Ischemic stroke is a major cause of death and disability, largely because of brain edema formation (Lackland et al., 2014). The brain edema formation mainly results from oxygen and glucose deprivation and reperfusion injury as well as a series of secondary events (Rutkowsky et al., 2011; O’Donnell et al., 2013). These events cause disturbance of hydromineral balance in the neurovascular unit (Kempski, 2001). At the early stage of ischemic insults, injured neurons, glial and endothelial cells experience cytotoxic cell swelling due to abnormal transport of ion and water across cell membranes in the gray matter. Prolonged ischemia and reperfusion injury result in vasogenic edema in the white matter because of increased permeability and destruction of the blood-brain barrier (BBB) and hydromineral retention in extracellular space (Castillo, 2000). The edema can lead to high intracranial pressure, cerebral herniation and death (Khanna et al., 2014) and thus becomes a focus of studies on ischemic stroke. Accumulating evidence suggests that brain edema is a continuous process modulated by the plastic changes in astrocyte structures and functions that are associated with or can be directly attributed to GFAP, water channel protein AQP4 and their associated ion-transport proteins. This review focuses on the causal relationship between maladapted astrocytic plasticity and brain edema formation during ischemic stroke.

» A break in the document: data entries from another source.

//! Key-event extraction
//!
//! Ranks a log batch by severity then recency and yields a bounded list
//! of the most noteworthy entries for inclusion in a summary.

use crate::events::{KeyEvent, LogEntry, SeverityTables};

/// Maximum characters carried over from a log message into a key event
const MAX_MESSAGE_CHARS: usize = 200;

/// Extracts the most important events from a log batch
pub struct EventExtractor {
    max_events: usize,
    tables: SeverityTables,
}

impl EventExtractor {
    pub fn new(max_events: usize, tables: SeverityTables) -> Self {
        Self { max_events, tables }
    }

    /// Select up to `max_events` entries, most severe and most recent
    /// first
    ///
    /// Deterministic for a fixed input set: the sort is stable, so
    /// entries tying on both level weight and timestamp keep their input
    /// order.
    pub fn extract(&self, logs: &[LogEntry]) -> Vec<KeyEvent> {
        let mut ranked: Vec<&LogEntry> = logs.iter().collect();
        ranked.sort_by(|a, b| {
            (self.tables.level_weight(b.level), b.timestamp)
                .cmp(&(self.tables.level_weight(a.level), a.timestamp))
        });

        ranked
            .into_iter()
            .take(self.max_events)
            .map(|log| KeyEvent {
                timestamp: log.timestamp,
                level: log.level,
                source: log.source.clone(),
                message: truncate_message(&log.message, MAX_MESSAGE_CHARS),
            })
            .collect()
    }
}

/// Cap a message at `max_chars` characters, respecting UTF-8 boundaries
fn truncate_message(message: &str, max_chars: usize) -> String {
    match message.char_indices().nth(max_chars) {
        Some((byte_index, _)) => message[..byte_index].to_string(),
        None => message.to_string(),
    }
}

#[cfg(test)]
mod tests {
    use super::*;
    use crate::events::{LogLevel, Metadata, Timestamp};
    use chrono::{Duration, Utc};

    fn log(level: LogLevel, message: &str, age_seconds: i64) -> LogEntry {
        LogEntry {
            timestamp: Utc::now() - Duration::seconds(age_seconds),
            source: "web-server-01".to_string(),
            level,
            message: message.to_string(),
            metadata: Metadata::new(),
        }
    }

    fn extractor(max_events: usize) -> EventExtractor {
        EventExtractor::new(max_events, SeverityTables::default())
    }

    #[test]
    fn test_severity_ranks_before_recency() {
        let logs = vec![
            log(LogLevel::Info, "fresh info", 1),
            log(LogLevel::Critical, "older critical", 300),
            log(LogLevel::Error, "recent error", 10),
        ];

        let events = extractor(10).extract(&logs);
        assert_eq!(events[0].message, "older critical");
        assert_eq!(events[1].message, "recent error");
        assert_eq!(events[2].message, "fresh info");
    }

    #[test]
    fn test_recency_breaks_severity_ties() {
        let logs = vec![
            log(LogLevel::Error, "older error", 120),
            log(LogLevel::Error, "newer error", 5),
        ];

        let events = extractor(10).extract(&logs);
        assert_eq!(events[0].message, "newer error");
        assert_eq!(events[1].message, "older error");
    }

    #[test]
    fn test_bounded_by_max_events() {
        let logs: Vec<LogEntry> = (0..25)
            .map(|i| log(LogLevel::Info, &format!("event {}", i), i))
            .collect();

        let events = extractor(10).extract(&logs);
        assert_eq!(events.len(), 10);
    }

    #[test]
    fn test_message_truncated_to_200_chars() {
        let long_message = "x".repeat(250);
        let logs = vec![log(LogLevel::Error, &long_message, 1)];

        let events = extractor(10).extract(&logs);
        assert_eq!(events[0].message.chars().count(), 200);
    }

    #[test]
    fn test_truncation_respects_multibyte_chars() {
        let message: String = "é".repeat(210);
        let logs = vec![log(LogLevel::Error, &message, 1)];

        let events = extractor(10).extract(&logs);
        assert_eq!(events[0].message.chars().count(), 200);
    }

    #[test]
    fn test_short_message_untouched() {
        let logs = vec![log(LogLevel::Warning, "short", 1)];
        let events = extractor(10).extract(&logs);
        assert_eq!(events[0].message, "short");
    }

    #[test]
    fn test_empty_input_yields_empty_output() {
        let events = extractor(10).extract(&[]);
        assert!(events.is_empty());
    }

    #[test]
    fn test_deterministic_under_rerun() {
        let now: Timestamp = Utc::now();
        let logs: Vec<LogEntry> = (0..20)
            .map(|i| LogEntry {
                timestamp: now - Duration::seconds(i % 5),
                source: format!("source-{}", i % 3),
                level: if i % 2 == 0 {
                    LogLevel::Error
                } else {
                    LogLevel::Info
                },
                message: format!("event {}", i),
                metadata: Metadata::new(),
            })
            .collect();

        let first = extractor(8).extract(&logs);
        let second = extractor(8).extract(&logs);
        assert_eq!(first, second);
    }
}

Astrocytic Morphological Plasticity and Brain Edema Formation

Astrocytic endfeet cover more than 90% of brain capillaries to participate in blood-brain barrier (BBB) formation and wrap around neurons to modulate neuronal activity (Jukkola and Gu, 2015). This spatial structural feature allows astrocytes to mediate the communication and volume transmission between brain parenchyma and the blood (Vargová and Syková, 2014). Thus, when astrocyte processes expand or retract from neurons and blood vessels, neural activity and brain volume change dramatically (Nico and Ribatti, 2012), disorders of which constitute a basis of brain edema formation.

Reactive Gliosis

In ischemic stroke, astrocytes undergo a dual morphological plasticity with strong temporal and spatial features. Reactive astrogliosis or elongation of astrocyte processes occurs under hypoxia in primary culture of astrocytes and in ischemic rat brains (Yang et al., 2011b). The reactive gliosis occurs at the initial stage of ischemic stroke or in the penumbra of infarction in severe infarction (Günther et al., 2005; Yang et al., 2011a), and is the main component of cytotoxic edema (Mori et al., 2002). On the one hand, gliosis can buffer damaging effects of ischemia by increasing astrocyte absorption of glutamate, K+ and inflammatory cytokines (Pekny et al., 2014) and separate the necrotic and healthy brain tissues clearly at the penumbra to prevent the expansion of infarct zone (Claus et al., 2013). On the other hand, uncontrolled gliosis can trigger maladaptation of astrocytic plasticity.

Glial Retraction

As ischemia progresses, glial retraction occurs as indicated by the fragmentation of glial fibrillary acidic protein (GFAP) in the infarct zone in parallel with gliosis at the penumbra area or following the initially adaptive gliosis (Abrahám et al., 2003). This dual morphologic plasticity is in agreement with the finding that cerebral cytotoxic edema in prolonged ischemia becomes less severe than that at the initial stage of the middle cerebral artery occlusion in rats (Lu et al., 2011). This reaction can disrupt the structural integrity of the BBB directly and worsen the ischemic stress (Frydenlund et al., 2006; Steiner et al., 2012) by the following approaches: (1) In the lesion core, the swollen astrocytes can release K+, Cl−, and organic osmolytes including glutamate during a regulatory volume decrease (RVD; Quesada et al., 1998; Cardin et al., 1999; Ernest et al., 2005); (2) The RVD also reduces the absorption of excess K+ and glutamate produced during ischemia-evoked cortical spreading depolarization (Dreier, 2011; Seidel et al., 2016); and (3) Moreover, the RVD can cause cellular degeneration and metabolic silence (van der Zijden et al., 2008) as well as disruption of BBB integrity and leakage of blood components into the brain (Mdzinarishvili et al., 2012). As a result, extracellular osmolality increases, more water moves into the extracellular space from both blood and intracellular space, and brain edema forms. Clearly, ischemic challenge can elicit time- and space-dependent maladaptation of astrocytic morphological plasticity and contributes to the brain edema formation. Figure 1 is a diagrammatic drawing of the spatiotemporal features of astrocytic plasticity in ischemic stroke.
Figure 1

Diagrammatic drawing of the spatiotemporal features of astrocytic plasticity in ischemic stroke (A–C). Spatiotemporal features of astrocytic involvement in ischemic stroke in the early stage (0–24 h) of a mild stroke (A), middle stage (>24–72 h, B) and the late stage (C), respectively. The abbreviations are, Glu, glutamate; RVD, regulatory volume decrease.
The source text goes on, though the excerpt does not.